§ **Records to process**

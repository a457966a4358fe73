mod audio;
mod cli;
mod config;
mod error;
mod player;

use std::io::{self, Read};
use std::sync::Arc;

use anyhow::Context;
use clap::Parser;
use tokio::signal;

use audio::{AlsaSink, AlsaSinkConfig, AudioSink, CodecFactory, FsStorage, MpegCodec, Storage, ToneGenerator};
use cli::{Cli, Command};
use config::Config;
use player::{PlaybackSummary, Player, PlayerSettings};

/// Gap between dialled DTMF digits.
const DTMF_GAP_MS: u32 = 50;

/// `decode -` reads the encoded stream from stdin.
const STDIN_PATH: &str = "-";

#[tokio::main]
async fn main() -> anyhow::Result<()> {
    // 初始化日志
    env_logger::init();

    let cli = Cli::parse();

    // 加载配置
    let config = Config::new().unwrap_or_else(|e| {
        log::warn!("Built-in configuration rejected ({}), using defaults", e);
        Config::default()
    });
    log::info!("{} v{}", config.app_name, config.app_version);

    let storage = match config.storage_root() {
        Some(root) => FsStorage::rooted(root),
        None => FsStorage::new(),
    };
    let sink = AlsaSink::new(AlsaSinkConfig {
        device: config.playback_device.to_string(),
        period_size: config.period_size(),
        sample_rate: config.playback_sample_rate,
        channels: config.playback_channels,
        silence_ms: config.playback_silence_ms,
    });
    let settings = PlayerSettings::from(&config);
    let player = Arc::new(Player::new(sink, storage, MpegCodec::new, settings));
    let volume_or_default = |volume: Option<f32>| volume.unwrap_or(settings.default_volume);

    match cli.command {
        Command::Play { path, volume } => {
            let volume = volume_or_default(volume);
            let summary = run_session(&player, move |player| {
                let mut last_decile = 0;
                let mut report = |fraction: f32| {
                    let decile = (fraction * 10.0) as u32;
                    if decile > last_decile {
                        last_decile = decile;
                        log::info!("Progress: {}%", decile * 10);
                    }
                };
                player.start(&path, volume, Some(&mut report))
            })
            .await?;
            print_summary(&summary);
        }
        Command::Info { path, json } => {
            let descriptor = player
                .file_info(&path)
                .with_context(|| format!("Failed to read stream info from {}", path.display()))?;
            if json {
                println!("{}", serde_json::to_string_pretty(&descriptor)?);
            } else {
                println!("File:        {}", path.display());
                println!("Sample rate: {} Hz", descriptor.sample_rate);
                println!("Channels:    {}", descriptor.channels);
                println!("Bit rate:    {} kbps", descriptor.bit_rate / 1000);
                match descriptor.duration {
                    Some(duration) => println!("Duration:    {:.1} s", duration.as_secs_f64()),
                    None => println!("Duration:    unknown"),
                }
            }
        }
        Command::Decode { path, output } => {
            let worker = player.clone();
            let source = path.clone();
            let pcm = tokio::task::spawn_blocking(move || -> anyhow::Result<_> {
                if source.as_os_str() == STDIN_PATH {
                    let mut data = Vec::new();
                    io::stdin().lock().read_to_end(&mut data)?;
                    log::info!("Read {} bytes from stdin", data.len());
                    Ok(player::decode_data(&data, MpegCodec::new(), worker.settings())?)
                } else {
                    Ok(worker.decode_file(&source)?)
                }
            })
            .await?
            .with_context(|| format!("Failed to decode {}", path.display()))?;
            println!(
                "Decoded {} samples ({} Hz, {} ch), {} frames, {} bytes skipped",
                pcm.samples.len(),
                pcm.descriptor.sample_rate,
                pcm.descriptor.channels,
                pcm.stats.frames,
                pcm.stats.skipped_bytes,
            );
            if let Some(output) = output {
                let bytes: Vec<u8> = pcm.samples.iter().flat_map(|s| s.to_le_bytes()).collect();
                std::fs::write(&output, bytes)
                    .with_context(|| format!("Failed to write {}", output.display()))?;
                println!("Wrote raw PCM to {}", output.display());
            }
        }
        Command::Chime { name, volume } => {
            let volume = volume_or_default(volume);
            let summary = run_session(&player, move |player| player.play_chime(name, volume)).await?;
            print_summary(&summary);
        }
        Command::Beep {
            frequency,
            duration_ms,
            waveform,
            volume,
        } => {
            let tones = ToneGenerator::default();
            let pcm = tones.tone(frequency, duration_ms, 1.0, waveform);
            let summary = play_tones(&player, pcm, tones, volume_or_default(volume)).await?;
            print_summary(&summary);
        }
        Command::Dtmf {
            digits,
            duration_ms,
            volume,
        } => {
            let tones = ToneGenerator::default();
            let mut pcm = Vec::new();
            for (i, digit) in digits.chars().enumerate() {
                if i > 0 {
                    pcm.extend(tones.silence(DTMF_GAP_MS));
                }
                let tone = tones
                    .dtmf(digit, duration_ms, 1.0)
                    .with_context(|| format!("'{}' is not a DTMF key", digit))?;
                pcm.extend(tone);
            }
            let summary = play_tones(&player, pcm, tones, volume_or_default(volume)).await?;
            print_summary(&summary);
        }
        Command::Noise { duration_ms, volume } => {
            let tones = ToneGenerator::default();
            let pcm = tones.noise(duration_ms, 1.0, std::process::id());
            let summary = play_tones(&player, pcm, tones, volume_or_default(volume)).await?;
            print_summary(&summary);
        }
        Command::Config => {
            println!("{}", serde_json::to_string_pretty(&config)?);
        }
    }

    Ok(())
}

async fn play_tones<S, St, F>(
    player: &Arc<Player<S, St, F>>,
    pcm: Vec<i16>,
    tones: ToneGenerator,
    volume: f32,
) -> anyhow::Result<PlaybackSummary>
where
    S: AudioSink + 'static,
    St: Storage + 'static,
    F: CodecFactory + 'static,
{
    run_session(player, move |player| {
        player.play_pcm(&pcm, tones.sample_rate(), 1, volume)
    })
    .await
}

/// Run a blocking playback job on a worker thread; Ctrl+C stops the session
/// and waits for it to wind down.
async fn run_session<S, St, F, T, J>(player: &Arc<Player<S, St, F>>, job: J) -> anyhow::Result<T>
where
    S: AudioSink + 'static,
    St: Storage + 'static,
    F: CodecFactory + 'static,
    T: Send + 'static,
    J: FnOnce(&Player<S, St, F>) -> error::Result<T> + Send + 'static,
{
    let worker_player = player.clone();
    let mut worker = tokio::task::spawn_blocking(move || job(&worker_player));

    tokio::select! {
        result = &mut worker => Ok(result??),
        _ = signal::ctrl_c() => {
            log::info!("Ctrl+C received, stopping playback");
            player.stop();
            Ok(worker.await??)
        }
    }
}

fn print_summary(summary: &PlaybackSummary) {
    println!(
        "Finished ({:?}): {} blocks, {} samples at {} Hz x{}, {} bytes skipped",
        summary.end,
        summary.blocks,
        summary.samples,
        summary.descriptor.sample_rate,
        summary.descriptor.channels,
        summary.skipped_bytes,
    );
}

§ **What the exercise asks**
Make a verbatim copy of every entry shown above.

§ **Expected output**
repository a457966a4358fe73
mod audio;
mod cli;
mod config;
mod error;
mod player;

use std::io::{self, Read};
use std::sync::Arc;

use anyhow::Context;
use clap::Parser;
use tokio::signal;

use audio::{AlsaSink, AlsaSinkConfig, AudioSink, CodecFactory, FsStorage, MpegCodec, Storage, ToneGenerator};
use cli::{Cli, Command};
use config::Config;
use player::{PlaybackSummary, Player, PlayerSettings};

/// Gap between dialled DTMF digits.
const DTMF_GAP_MS: u32 = 50;

/// `decode -` reads the encoded stream from stdin.
const STDIN_PATH: &str = "-";

#[tokio::main]
async fn main() -> anyhow::Result<()> {
    // 初始化日志
    env_logger::init();

    let cli = Cli::parse();

    // 加载配置
    let config = Config::new().unwrap_or_else(|e| {
        log::warn!("Built-in configuration rejected ({}), using defaults", e);
        Config::default()
    });
    log::info!("{} v{}", config.app_name, config.app_version);

    let storage = match config.storage_root() {
        Some(root) => FsStorage::rooted(root),
        None => FsStorage::new(),
    };
    let sink = AlsaSink::new(AlsaSinkConfig {
        device: config.playback_device.to_string(),
        period_size: config.period_size(),
        sample_rate: config.playback_sample_rate,
        channels: config.playback_channels,
        silence_ms: config.playback_silence_ms,
    });
    let settings = PlayerSettings::from(&config);
    let player = Arc::new(Player::new(sink, storage, MpegCodec::new, settings));
    let volume_or_default = |volume: Option<f32>| volume.unwrap_or(settings.default_volume);

    match cli.command {
        Command::Play { path, volume } => {
            let volume = volume_or_default(volume);
            let summary = run_session(&player, move |player| {
                let mut last_decile = 0;
                let mut report = |fraction: f32| {
                    let decile = (fraction * 10.0) as u32;
                    if decile > last_decile {
                        last_decile = decile;
                        log::info!("Progress: {}%", decile * 10);
                    }
                };
                player.start(&path, volume, Some(&mut report))
            })
            .await?;
            print_summary(&summary);
        }
        Command::Info { path, json } => {
            let descriptor = player
                .file_info(&path)
                .with_context(|| format!("Failed to read stream info from {}", path.display()))?;
            if json {
                println!("{}", serde_json::to_string_pretty(&descriptor)?);
            } else {
                println!("File:        {}", path.display());
                println!("Sample rate: {} Hz", descriptor.sample_rate);
                println!("Channels:    {}", descriptor.channels);
                println!("Bit rate:    {} kbps", descriptor.bit_rate / 1000);
                match descriptor.duration {
                    Some(duration) => println!("Duration:    {:.1} s", duration.as_secs_f64()),
                    None => println!("Duration:    unknown"),
                }
            }
        }
        Command::Decode { path, output } => {
            let worker = player.clone();
            let source = path.clone();
            let pcm = tokio::task::spawn_blocking(move || -> anyhow::Result<_> {
                if source.as_os_str() == STDIN_PATH {
                    let mut data = Vec::new();
                    io::stdin().lock().read_to_end(&mut data)?;
                    log::info!("Read {} bytes from stdin", data.len());
                    Ok(player::decode_data(&data, MpegCodec::new(), worker.settings())?)
                } else {
                    Ok(worker.decode_file(&source)?)
                }
            })
            .await?
            .with_context(|| format!("Failed to decode {}", path.display()))?;
            println!(
                "Decoded {} samples ({} Hz, {} ch), {} frames, {} bytes skipped",
                pcm.samples.len(),
                pcm.descriptor.sample_rate,
                pcm.descriptor.channels,
                pcm.stats.frames,
                pcm.stats.skipped_bytes,
            );
            if let Some(output) = output {
                let bytes: Vec<u8> = pcm.samples.iter().flat_map(|s| s.to_le_bytes()).collect();
                std::fs::write(&output, bytes)
                    .with_context(|| format!("Failed to write {}", output.display()))?;
                println!("Wrote raw PCM to {}", output.display());
            }
        }
        Command::Chime { name, volume } => {
            let volume = volume_or_default(volume);
            let summary = run_session(&player, move |player| player.play_chime(name, volume)).await?;
            print_summary(&summary);
        }
        Command::Beep {
            frequency,
            duration_ms,
            waveform,
            volume,
        } => {
            let tones = ToneGenerator::default();
            let pcm = tones.tone(frequency, duration_ms, 1.0, waveform);
            let summary = play_tones(&player, pcm, tones, volume_or_default(volume)).await?;
            print_summary(&summary);
        }
        Command::Dtmf {
            digits,
            duration_ms,
            volume,
        } => {
            let tones = ToneGenerator::default();
            let mut pcm = Vec::new();
            for (i, digit) in digits.chars().enumerate() {
                if i > 0 {
                    pcm.extend(tones.silence(DTMF_GAP_MS));
                }
                let tone = tones
                    .dtmf(digit, duration_ms, 1.0)
                    .with_context(|| format!("'{}' is not a DTMF key", digit))?;
                pcm.extend(tone);
            }
            let summary = play_tones(&player, pcm, tones, volume_or_default(volume)).await?;
            print_summary(&summary);
        }
        Command::Noise { duration_ms, volume } => {
            let tones = ToneGenerator::default();
            let pcm = tones.noise(duration_ms, 1.0, std::process::id());
            let summary = play_tones(&player, pcm, tones, volume_or_default(volume)).await?;
            print_summary(&summary);
        }
        Command::Config => {
            println!("{}", serde_json::to_string_pretty(&config)?);
        }
    }

    Ok(())
}

async fn play_tones<S, St, F>(
    player: &Arc<Player<S, St, F>>,
    pcm: Vec<i16>,
    tones: ToneGenerator,
    volume: f32,
) -> anyhow::Result<PlaybackSummary>
where
    S: AudioSink + 'static,
    St: Storage + 'static,
    F: CodecFactory + 'static,
{
    run_session(player, move |player| {
        player.play_pcm(&pcm, tones.sample_rate(), 1, volume)
    })
    .await
}

/// Run a blocking playback job on a worker thread; Ctrl+C stops the session
/// and waits for it to wind down.
async fn run_session<S, St, F, T, J>(player: &Arc<Player<S, St, F>>, job: J) -> anyhow::Result<T>
where
    S: AudioSink + 'static,
    St: Storage + 'static,
    F: CodecFactory + 'static,
    T: Send + 'static,
    J: FnOnce(&Player<S, St, F>) -> error::Result<T> + Send + 'static,
{
    let worker_player = player.clone();
    let mut worker = tokio::task::spawn_blocking(move || job(&worker_player));

    tokio::select! {
        result = &mut worker => Ok(result??),
        _ = signal::ctrl_c() => {
            log::info!("Ctrl+C received, stopping playback");
            player.stop();
            Ok(worker.await??)
        }
    }
}

fn print_summary(summary: &PlaybackSummary) {
    println!(
        "Finished ({:?}): {} blocks, {} samples at {} Hz x{}, {} bytes skipped",
        summary.end,
        summary.blocks,
        summary.samples,
        summary.descriptor.sample_rate,
        summary.descriptor.channels,
        summary.skipped_bytes,
    );
}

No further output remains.